→ **SOURCE MATERIAL**
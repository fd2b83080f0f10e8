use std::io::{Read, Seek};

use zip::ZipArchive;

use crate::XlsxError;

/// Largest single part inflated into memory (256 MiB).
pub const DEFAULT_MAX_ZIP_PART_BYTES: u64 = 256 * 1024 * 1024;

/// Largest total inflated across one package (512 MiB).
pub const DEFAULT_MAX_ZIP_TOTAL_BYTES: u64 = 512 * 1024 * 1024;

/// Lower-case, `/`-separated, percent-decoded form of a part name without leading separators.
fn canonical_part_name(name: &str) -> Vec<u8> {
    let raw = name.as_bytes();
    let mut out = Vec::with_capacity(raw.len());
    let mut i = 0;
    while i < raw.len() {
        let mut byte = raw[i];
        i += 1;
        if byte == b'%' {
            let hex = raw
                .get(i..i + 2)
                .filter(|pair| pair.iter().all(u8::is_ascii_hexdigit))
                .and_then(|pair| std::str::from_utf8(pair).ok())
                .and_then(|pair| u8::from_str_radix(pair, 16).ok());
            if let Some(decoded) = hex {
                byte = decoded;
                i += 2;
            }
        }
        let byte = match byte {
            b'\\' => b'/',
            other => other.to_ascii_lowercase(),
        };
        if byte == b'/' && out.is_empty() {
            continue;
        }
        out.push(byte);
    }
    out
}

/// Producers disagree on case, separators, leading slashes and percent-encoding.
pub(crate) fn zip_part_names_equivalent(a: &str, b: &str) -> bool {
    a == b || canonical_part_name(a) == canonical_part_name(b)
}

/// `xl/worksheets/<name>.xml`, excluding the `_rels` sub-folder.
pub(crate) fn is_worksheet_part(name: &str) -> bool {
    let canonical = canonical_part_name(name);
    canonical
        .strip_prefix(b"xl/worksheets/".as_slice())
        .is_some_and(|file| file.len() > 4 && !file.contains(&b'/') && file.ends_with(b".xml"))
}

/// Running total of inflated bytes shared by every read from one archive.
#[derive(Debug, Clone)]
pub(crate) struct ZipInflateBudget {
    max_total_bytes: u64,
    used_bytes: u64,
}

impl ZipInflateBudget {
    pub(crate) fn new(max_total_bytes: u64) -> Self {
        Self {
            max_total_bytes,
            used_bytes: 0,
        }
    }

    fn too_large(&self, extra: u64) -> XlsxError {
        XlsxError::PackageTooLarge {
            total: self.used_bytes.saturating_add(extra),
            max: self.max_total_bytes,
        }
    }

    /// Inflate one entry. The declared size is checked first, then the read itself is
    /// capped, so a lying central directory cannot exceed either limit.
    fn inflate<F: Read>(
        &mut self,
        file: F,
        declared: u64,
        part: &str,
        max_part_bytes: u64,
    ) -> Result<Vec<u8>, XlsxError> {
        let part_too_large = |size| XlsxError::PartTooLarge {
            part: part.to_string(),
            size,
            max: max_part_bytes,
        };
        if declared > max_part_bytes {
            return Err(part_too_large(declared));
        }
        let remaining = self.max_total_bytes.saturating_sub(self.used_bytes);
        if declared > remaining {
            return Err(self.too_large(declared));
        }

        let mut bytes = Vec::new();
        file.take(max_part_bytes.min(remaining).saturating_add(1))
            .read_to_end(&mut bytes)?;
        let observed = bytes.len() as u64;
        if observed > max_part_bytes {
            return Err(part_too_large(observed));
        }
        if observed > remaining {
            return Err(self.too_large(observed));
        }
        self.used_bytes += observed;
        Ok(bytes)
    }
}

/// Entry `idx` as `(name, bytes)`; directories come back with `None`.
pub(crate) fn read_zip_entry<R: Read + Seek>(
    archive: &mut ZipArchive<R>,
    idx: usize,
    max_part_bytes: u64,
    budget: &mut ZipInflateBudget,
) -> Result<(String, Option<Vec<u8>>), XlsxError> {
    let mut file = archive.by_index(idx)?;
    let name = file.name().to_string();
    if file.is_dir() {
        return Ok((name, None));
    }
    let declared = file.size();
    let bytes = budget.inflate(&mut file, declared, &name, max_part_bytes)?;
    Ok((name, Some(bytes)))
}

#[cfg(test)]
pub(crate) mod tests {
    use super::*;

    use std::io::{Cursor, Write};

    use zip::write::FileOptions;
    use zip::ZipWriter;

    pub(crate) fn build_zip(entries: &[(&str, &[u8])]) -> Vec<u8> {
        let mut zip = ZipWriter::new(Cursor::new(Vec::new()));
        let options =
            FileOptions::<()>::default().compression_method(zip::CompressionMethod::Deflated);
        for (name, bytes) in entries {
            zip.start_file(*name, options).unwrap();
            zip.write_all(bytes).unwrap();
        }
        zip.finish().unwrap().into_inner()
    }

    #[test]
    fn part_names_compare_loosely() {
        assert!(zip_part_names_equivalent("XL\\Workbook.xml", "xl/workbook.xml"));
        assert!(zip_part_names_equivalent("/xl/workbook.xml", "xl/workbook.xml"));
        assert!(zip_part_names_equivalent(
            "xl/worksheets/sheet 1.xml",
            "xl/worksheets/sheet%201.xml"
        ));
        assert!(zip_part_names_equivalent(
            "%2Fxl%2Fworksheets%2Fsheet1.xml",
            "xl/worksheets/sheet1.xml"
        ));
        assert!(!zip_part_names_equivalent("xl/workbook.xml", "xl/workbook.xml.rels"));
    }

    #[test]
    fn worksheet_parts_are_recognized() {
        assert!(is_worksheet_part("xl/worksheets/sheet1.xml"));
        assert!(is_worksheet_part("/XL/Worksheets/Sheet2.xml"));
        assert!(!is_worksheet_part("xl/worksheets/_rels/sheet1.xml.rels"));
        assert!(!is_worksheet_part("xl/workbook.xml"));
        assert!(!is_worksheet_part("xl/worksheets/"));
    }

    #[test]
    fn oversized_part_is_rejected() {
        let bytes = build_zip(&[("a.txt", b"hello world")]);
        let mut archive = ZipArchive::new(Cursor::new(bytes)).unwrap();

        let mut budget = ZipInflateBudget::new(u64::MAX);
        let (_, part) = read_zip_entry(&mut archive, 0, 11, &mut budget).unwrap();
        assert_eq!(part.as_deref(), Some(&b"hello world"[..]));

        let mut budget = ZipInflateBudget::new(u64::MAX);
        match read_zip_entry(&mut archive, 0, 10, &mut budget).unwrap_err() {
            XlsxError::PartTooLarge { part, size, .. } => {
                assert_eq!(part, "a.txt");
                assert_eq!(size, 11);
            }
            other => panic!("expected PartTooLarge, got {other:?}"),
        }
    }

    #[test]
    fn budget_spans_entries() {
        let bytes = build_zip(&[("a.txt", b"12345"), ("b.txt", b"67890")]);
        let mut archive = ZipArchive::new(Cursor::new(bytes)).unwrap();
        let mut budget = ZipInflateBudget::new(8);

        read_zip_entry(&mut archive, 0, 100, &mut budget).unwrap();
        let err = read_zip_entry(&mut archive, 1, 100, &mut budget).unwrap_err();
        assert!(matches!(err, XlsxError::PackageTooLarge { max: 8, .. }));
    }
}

---

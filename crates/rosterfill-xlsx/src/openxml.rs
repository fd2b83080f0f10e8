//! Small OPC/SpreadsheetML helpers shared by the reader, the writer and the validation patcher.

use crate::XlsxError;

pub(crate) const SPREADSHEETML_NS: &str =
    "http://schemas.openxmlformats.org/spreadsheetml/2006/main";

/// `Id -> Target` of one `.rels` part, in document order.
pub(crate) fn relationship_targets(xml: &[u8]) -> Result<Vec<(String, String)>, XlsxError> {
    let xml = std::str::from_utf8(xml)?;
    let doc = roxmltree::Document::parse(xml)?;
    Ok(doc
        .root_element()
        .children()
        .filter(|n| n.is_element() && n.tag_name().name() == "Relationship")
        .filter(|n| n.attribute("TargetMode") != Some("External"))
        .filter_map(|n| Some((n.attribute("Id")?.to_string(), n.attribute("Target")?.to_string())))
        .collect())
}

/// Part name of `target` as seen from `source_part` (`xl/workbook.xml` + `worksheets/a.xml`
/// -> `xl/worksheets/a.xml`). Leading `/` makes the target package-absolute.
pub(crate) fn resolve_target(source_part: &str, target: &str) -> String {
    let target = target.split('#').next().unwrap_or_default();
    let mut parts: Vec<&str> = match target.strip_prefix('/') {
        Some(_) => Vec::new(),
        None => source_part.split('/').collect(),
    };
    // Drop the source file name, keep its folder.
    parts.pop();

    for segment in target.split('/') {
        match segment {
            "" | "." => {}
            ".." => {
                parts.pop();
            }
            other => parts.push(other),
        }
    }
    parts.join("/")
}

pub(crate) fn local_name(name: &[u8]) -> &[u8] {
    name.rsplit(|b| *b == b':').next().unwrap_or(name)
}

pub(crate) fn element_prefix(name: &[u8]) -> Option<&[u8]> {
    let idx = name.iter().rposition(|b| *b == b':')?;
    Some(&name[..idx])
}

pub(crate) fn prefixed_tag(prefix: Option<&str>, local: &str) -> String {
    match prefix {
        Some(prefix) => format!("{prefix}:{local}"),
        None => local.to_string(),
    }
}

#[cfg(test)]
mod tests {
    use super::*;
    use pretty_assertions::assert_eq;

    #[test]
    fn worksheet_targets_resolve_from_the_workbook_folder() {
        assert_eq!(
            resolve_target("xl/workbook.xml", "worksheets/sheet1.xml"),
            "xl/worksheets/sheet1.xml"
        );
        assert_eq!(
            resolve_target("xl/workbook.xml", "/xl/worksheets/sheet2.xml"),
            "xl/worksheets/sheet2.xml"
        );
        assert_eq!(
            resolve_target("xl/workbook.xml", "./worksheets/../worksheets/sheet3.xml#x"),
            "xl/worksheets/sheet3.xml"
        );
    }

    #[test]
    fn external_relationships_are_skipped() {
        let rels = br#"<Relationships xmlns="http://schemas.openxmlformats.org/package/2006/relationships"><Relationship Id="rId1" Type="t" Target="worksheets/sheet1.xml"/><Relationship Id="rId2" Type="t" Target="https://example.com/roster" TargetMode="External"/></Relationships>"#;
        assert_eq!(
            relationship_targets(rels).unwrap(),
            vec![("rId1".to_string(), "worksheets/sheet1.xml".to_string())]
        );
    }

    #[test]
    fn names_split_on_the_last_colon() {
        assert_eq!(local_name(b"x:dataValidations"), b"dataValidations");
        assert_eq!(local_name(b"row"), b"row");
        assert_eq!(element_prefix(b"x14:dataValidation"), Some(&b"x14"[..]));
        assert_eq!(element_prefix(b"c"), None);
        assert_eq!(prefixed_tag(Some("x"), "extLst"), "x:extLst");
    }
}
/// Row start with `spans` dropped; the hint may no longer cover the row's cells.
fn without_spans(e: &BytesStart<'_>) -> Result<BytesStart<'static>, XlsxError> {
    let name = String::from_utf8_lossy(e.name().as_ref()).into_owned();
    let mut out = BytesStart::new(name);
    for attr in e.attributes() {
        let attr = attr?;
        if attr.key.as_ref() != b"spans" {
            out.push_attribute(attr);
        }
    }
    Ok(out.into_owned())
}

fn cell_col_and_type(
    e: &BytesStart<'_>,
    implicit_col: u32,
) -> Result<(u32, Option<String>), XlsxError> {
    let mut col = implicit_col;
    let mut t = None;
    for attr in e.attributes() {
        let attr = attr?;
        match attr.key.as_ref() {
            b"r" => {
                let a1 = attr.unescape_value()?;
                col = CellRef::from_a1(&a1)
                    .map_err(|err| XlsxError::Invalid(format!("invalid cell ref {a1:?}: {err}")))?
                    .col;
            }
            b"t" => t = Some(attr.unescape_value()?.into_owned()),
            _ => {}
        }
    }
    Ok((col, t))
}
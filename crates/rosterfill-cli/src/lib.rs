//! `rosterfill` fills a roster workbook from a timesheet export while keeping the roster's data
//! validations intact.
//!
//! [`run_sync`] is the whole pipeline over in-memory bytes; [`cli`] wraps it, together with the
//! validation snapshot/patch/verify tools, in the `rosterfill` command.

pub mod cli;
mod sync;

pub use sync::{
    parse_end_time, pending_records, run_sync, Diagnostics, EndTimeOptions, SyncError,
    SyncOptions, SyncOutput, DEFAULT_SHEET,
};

* * *

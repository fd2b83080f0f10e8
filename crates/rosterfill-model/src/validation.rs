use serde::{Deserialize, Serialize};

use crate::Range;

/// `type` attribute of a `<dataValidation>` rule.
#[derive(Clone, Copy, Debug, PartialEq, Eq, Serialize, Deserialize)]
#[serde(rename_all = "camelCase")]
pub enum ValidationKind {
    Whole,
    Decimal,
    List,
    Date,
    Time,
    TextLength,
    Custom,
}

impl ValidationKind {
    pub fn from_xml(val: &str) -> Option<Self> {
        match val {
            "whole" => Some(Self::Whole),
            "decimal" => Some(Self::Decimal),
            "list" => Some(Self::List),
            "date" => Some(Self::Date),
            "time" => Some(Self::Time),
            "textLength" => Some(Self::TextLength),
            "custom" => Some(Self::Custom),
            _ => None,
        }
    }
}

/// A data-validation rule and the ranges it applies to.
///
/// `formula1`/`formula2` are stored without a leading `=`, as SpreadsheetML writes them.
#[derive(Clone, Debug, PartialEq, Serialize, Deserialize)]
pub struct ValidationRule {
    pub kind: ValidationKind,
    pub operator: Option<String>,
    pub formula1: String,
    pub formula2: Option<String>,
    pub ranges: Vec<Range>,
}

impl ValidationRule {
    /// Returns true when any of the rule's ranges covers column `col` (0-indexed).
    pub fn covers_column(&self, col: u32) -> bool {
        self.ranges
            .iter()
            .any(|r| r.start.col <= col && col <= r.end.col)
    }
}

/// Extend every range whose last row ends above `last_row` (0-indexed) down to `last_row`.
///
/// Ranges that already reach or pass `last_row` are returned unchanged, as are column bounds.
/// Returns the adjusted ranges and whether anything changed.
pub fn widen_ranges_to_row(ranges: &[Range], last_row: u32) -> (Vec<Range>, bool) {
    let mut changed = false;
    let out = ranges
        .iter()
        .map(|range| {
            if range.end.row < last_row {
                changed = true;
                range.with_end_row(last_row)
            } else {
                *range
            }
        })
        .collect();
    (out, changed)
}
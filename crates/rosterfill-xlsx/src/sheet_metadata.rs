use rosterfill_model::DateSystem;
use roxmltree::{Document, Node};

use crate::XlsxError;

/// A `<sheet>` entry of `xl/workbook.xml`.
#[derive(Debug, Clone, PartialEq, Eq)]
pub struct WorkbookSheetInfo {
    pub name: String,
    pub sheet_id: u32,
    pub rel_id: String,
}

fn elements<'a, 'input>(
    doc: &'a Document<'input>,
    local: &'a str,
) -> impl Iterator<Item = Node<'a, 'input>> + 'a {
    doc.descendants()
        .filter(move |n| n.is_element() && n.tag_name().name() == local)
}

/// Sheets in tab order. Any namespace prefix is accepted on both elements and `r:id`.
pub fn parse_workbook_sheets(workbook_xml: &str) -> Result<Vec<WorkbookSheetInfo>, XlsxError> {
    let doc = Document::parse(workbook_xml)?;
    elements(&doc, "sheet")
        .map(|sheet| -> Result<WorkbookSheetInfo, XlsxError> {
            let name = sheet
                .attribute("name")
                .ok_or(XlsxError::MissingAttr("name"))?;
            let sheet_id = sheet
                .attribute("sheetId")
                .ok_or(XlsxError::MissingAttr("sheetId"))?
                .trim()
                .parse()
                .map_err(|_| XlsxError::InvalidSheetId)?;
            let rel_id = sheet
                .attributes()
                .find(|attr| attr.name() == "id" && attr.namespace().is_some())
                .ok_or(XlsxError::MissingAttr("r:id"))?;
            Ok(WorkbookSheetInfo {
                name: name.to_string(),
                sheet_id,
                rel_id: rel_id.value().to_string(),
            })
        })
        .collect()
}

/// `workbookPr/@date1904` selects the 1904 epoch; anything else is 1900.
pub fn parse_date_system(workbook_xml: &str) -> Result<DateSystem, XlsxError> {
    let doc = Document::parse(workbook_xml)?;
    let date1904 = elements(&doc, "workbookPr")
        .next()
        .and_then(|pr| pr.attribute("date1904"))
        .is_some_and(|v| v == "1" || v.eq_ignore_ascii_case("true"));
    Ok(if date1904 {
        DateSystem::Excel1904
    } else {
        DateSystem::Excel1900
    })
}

→ **YOUR INSTRUCTIONS**
Select every line of the records holding the string "ZipInflateBudget".

→ **SOLUTION TO THE EXERCISE**
pub(crate) struct ZipInflateBudget {
impl ZipInflateBudget {
    budget: &mut ZipInflateBudget,
        let mut budget = ZipInflateBudget::new(u64::MAX);
        let mut budget = ZipInflateBudget::new(u64::MAX);
        let mut budget = ZipInflateBudget::new(8);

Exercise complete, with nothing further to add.